Chabon uses insomnia to symbolize a gift for writing. He calls writing “the midnight disease.” Writers lie awake at night, persistently unable to stop noticing and analyzing the world around them. And as the main character loses his way as a writer, he also finds himself increasingly plagued by daytime blackouts — not only is he not staying awake while others sleep, he can’t even stay awake while others stay awake.
Chabon can write about writers and writing in a poetic, fucked-up way that makes you not only want to be a writer but believe you are one. Even I, eternally preoccupied with sleeping, can believe in my own writerly talents, simply because I stayed awake long enough to read this book. It helps that the prose is the lovely, twisting stuff you expect from Chabon, making this an effortless read in the way that his more “serious” works are not. It’s a book you can wrap an afternoon around, rather than, say, an entire philosophy.

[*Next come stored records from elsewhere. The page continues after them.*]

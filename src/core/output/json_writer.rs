//! JSON output writer.

use std::fs::File;
use std::io::Write;

use crate::Entry;
use crate::core::models::OutputConfig;
use crate::error::ChatlensError;

use super::{OutputRecord, selected};

/// Writes entries to JSON file as an array.
///
/// # Format
/// ```json
/// [
///   {"timestamp": "2023-02-01 10:00:00", "author": "Alice", "body": "hello"},
///   {"timestamp": "2023-02-01 10:05:00", "author": "Bob", "body": "hi there"}
/// ]
/// ```
pub fn write_json(
    entries: &[Entry],
    output_path: &str,
    config: &OutputConfig,
) -> Result<(), ChatlensError> {
    let json = to_json(entries, config)?;
    let mut file = File::create(output_path)?;
    file.write_all(json.as_bytes())?;
    Ok(())
}

/// Converts entries to a pretty-printed JSON array.
pub fn to_json(entries: &[Entry], config: &OutputConfig) -> Result<String, ChatlensError> {
    let records: Vec<OutputRecord<'_>> = selected(entries, config)
        .map(|e| OutputRecord::from_entry(e, config))
        .collect();

    Ok(serde_json::to_string_pretty(&records)?)
}
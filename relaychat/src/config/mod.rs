//! Configuration system for the `RelayChat` client.
//!
//! Supports layered configuration with the following priority (highest first):
//! 1. CLI arguments
//! 2. Environment variables (via clap `env` attribute)
//! 3. TOML config file (`~/.config/relaychat/config.toml`)
//! 4. Compiled defaults
//!
//! Missing config file is not an error (defaults are used). An explicit
//! `--config` path that doesn't exist is an error.

use std::path::PathBuf;
use std::time::Duration;

use clap::Parser;

/// Errors that can occur when loading configuration.
#[derive(Debug, thiserror::Error)]
pub enum ConfigError {
    /// Failed to read the configuration file.
    #[error("failed to read config file {path}: {source}")]
    ReadFile {
        /// Path that was attempted.
        path: PathBuf,
        /// Underlying I/O error.
        source: std::io::Error,
    },

    /// Failed to parse the TOML configuration.
    #[error("failed to parse config file: {0}")]
    ParseToml(#[from] toml::de::Error),
}

// ---------------------------------------------------------------------------
// TOML file structs (all fields Option for partial overrides)
// ---------------------------------------------------------------------------

/// Top-level TOML config file structure.
#[derive(Debug, Default, serde::Deserialize)]
#[serde(default)]
struct ConfigFile {
    network: NetworkFileConfig,
    ui: UiFileConfig,
}

/// `[network]` section of the config file.
#[derive(Debug, Default, serde::Deserialize)]
#[serde(default)]
struct NetworkFileConfig {
    server_ip: Option<String>,
    port: Option<u16>,
    username: Option<String>,
}

/// `[ui]` section of the config file.
#[derive(Debug, Default, serde::Deserialize)]
#[serde(default)]
struct UiFileConfig {
    render_tick_ms: Option<u64>,
    notice_ms: Option<u64>,
    key_poll_ms: Option<u64>,
}

// ---------------------------------------------------------------------------
// Resolved configuration (concrete types, all fields populated)
// ---------------------------------------------------------------------------

/// Fully resolved client configuration.
#[derive(Debug, Clone)]
pub struct ClientConfig {
    // -- Network --
    /// Server address (hostname or IP literal).
    pub server_ip: String,
    /// Server port.
    pub port: u16,
    /// Username, if supplied up front; otherwise the user is prompted.
    pub username: Option<String>,

    // -- UI --
    /// Interval between render ticks.
    pub render_tick: Duration,
    /// How long transient notices stay on screen.
    pub notice_duration: Duration,
    /// Poll timeout of the key reader thread.
    pub key_poll: Duration,
}

impl Default for ClientConfig {
    fn default() -> Self {
        Self {
            server_ip: "127.0.0.1".to_string(),
            port: 8080,
            username: None,
            render_tick: Duration::from_millis(16),
            notice_duration: Duration::from_secs(1),
            key_poll: Duration::from_millis(50),
        }
    }
}

impl ClientConfig {
    /// Load configuration by merging CLI args, env vars, and a TOML file.
    ///
    /// # Errors
    ///
    /// Returns [`ConfigError`] if the explicit config file cannot be read
    /// or parsed, or if the default file exists but is malformed.
    pub fn load(cli: &CliArgs) -> Result<Self, ConfigError> {
        let file = load_config_file(cli.config.as_deref())?;
        Ok(Self::resolve(cli, &file))
    }

    /// Priority: CLI > file > default.
    fn resolve(cli: &CliArgs, file: &ConfigFile) -> Self {
        let defaults = Self::default();

        Self {
            server_ip: cli
                .ip
                .clone()
                .or_else(|| file.network.server_ip.clone())
                .unwrap_or(defaults.server_ip),
            port: cli.port.or(file.network.port).unwrap_or(defaults.port),
            username: cli
                .name
                .clone()
                .or_else(|| file.network.username.clone()),
            render_tick: file
                .ui
                .render_tick_ms
                .filter(|&ms| ms > 0)
                .map_or(defaults.render_tick, Duration::from_millis),
            notice_duration: file
                .ui
                .notice_ms
                .map_or(defaults.notice_duration, Duration::from_millis),
            key_poll: file
                .ui
                .key_poll_ms
                .filter(|&ms| ms > 0)
                .map_or(defaults.key_poll, Duration::from_millis),
        }
    }
}

/// CLI arguments parsed by clap.
#[derive(clap::Parser, Debug, Default)]
#[command(version, about = "Terminal chat client for a RelayChat server")]
pub struct CliArgs {
    /// Server port (default: 8080).
    pub port: Option<u16>,

    /// Server address (default: 127.0.0.1).
    pub ip: Option<String>,

    /// Username; prompted for when omitted.
    #[arg(short, long, env = "RELAYCHAT_NAME")]
    pub name: Option<String>,

    /// Path to config file (default: `~/.config/relaychat/config.toml`).
    #[arg(short, long)]
    pub config: Option<PathBuf>,

    /// Log level filter (trace, debug, info, warn, error).
    #[arg(long, default_value = "info", env = "RELAYCHAT_LOG")]
    pub log_level: String,

    /// Path to log file (default: `$TMPDIR/relaychat.log`).
    #[arg(long)]
    pub log_file: Option<PathBuf>,
}

impl CliArgs {
    /// Parse the process arguments, exiting with status 1 on malformed input.
    ///
    /// `--help` and `--version` still exit with status 0.
    #[must_use]
    pub fn parse_or_exit() -> Self {
        match Self::try_parse() {
            Ok(args) => args,
            Err(e) if !e.use_stderr() => e.exit(),
            Err(e) => {
                let _ = e.print();
                std::process::exit(1);
            }
        }
    }
}

// ---------------------------------------------------------------------------
// Internal helpers
// ---------------------------------------------------------------------------

/// Load and parse a TOML config file.
///
/// If `explicit_path` is `Some`, the file must exist (error if not).
/// If `explicit_path` is `None`, the default path is tried and missing file
/// is treated as empty config.
fn load_config_file(explicit_path: Option<&std::path::Path>) -> Result<ConfigFile, ConfigError> {
    let path = if let Some(p) = explicit_path {
        let contents = std::fs::read_to_string(p).map_err(|e| ConfigError::ReadFile {
            path: p.to_path_buf(),
            source: e,
        })?;
        return Ok(toml::from_str(&contents)?);
    } else {
        let Some(config_dir) = dirs::config_dir() else {
            return Ok(ConfigFile::default());
        };
        config_dir.join("relaychat").join("config.toml")
    };

    match std::fs::read_to_string(&path) {
        Ok(contents) => Ok(toml::from_str(&contents)?),
        Err(e) if e.kind() == std::io::ErrorKind::NotFound => Ok(ConfigFile::default()),
        Err(e) => Err(ConfigError::ReadFile { path, source: e }),
    }
}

He does make mistakes, of course. He has that early novelist’s fault of trying to say everything about a character without saying anything about a character. That’s great if you pick the right details. The way a woman stubbornly keeps wearing her hideous parka, combined with the way she sits in chairs, might speak volumes in the right hands. Chabon gets good at this later, but in Wonder Boys you get ham-handed character development sometime. You know the father-in-law is lovable because he fixes things, he has gentle hands — oh, and also he and his wife adopted three Korean orphans. You know the sister-in-law is difficult because she has this quirky, strange way of speaking — and also she’s cross-eyed, and wears hideous clothes, and eats mushrooms she finds under cowshit.
But, you know, mostly it’s great. And I love Sara, my chosen heroine out of the three or four women who cycle through the plot. I wish she didn’t have to compete with a sexed-up college girl for the hero’s affections, a girl who only exists to ultimately reject him so he can come to terms with the only woman left who will have him. But I guess it wouldn’t be a middle-aged male Bildungsroman without one sexy adolescent girl.
“Sara, honey,” I said, “I’m stuck.” I gave my arm a gentle tug, trying to free it. “You’re lying on my arm.”
She didn’t move; she only opened her eyes, dry once again, and gave me a very hard stare.
“I guess you’re going to have to chew it off, then,” she said.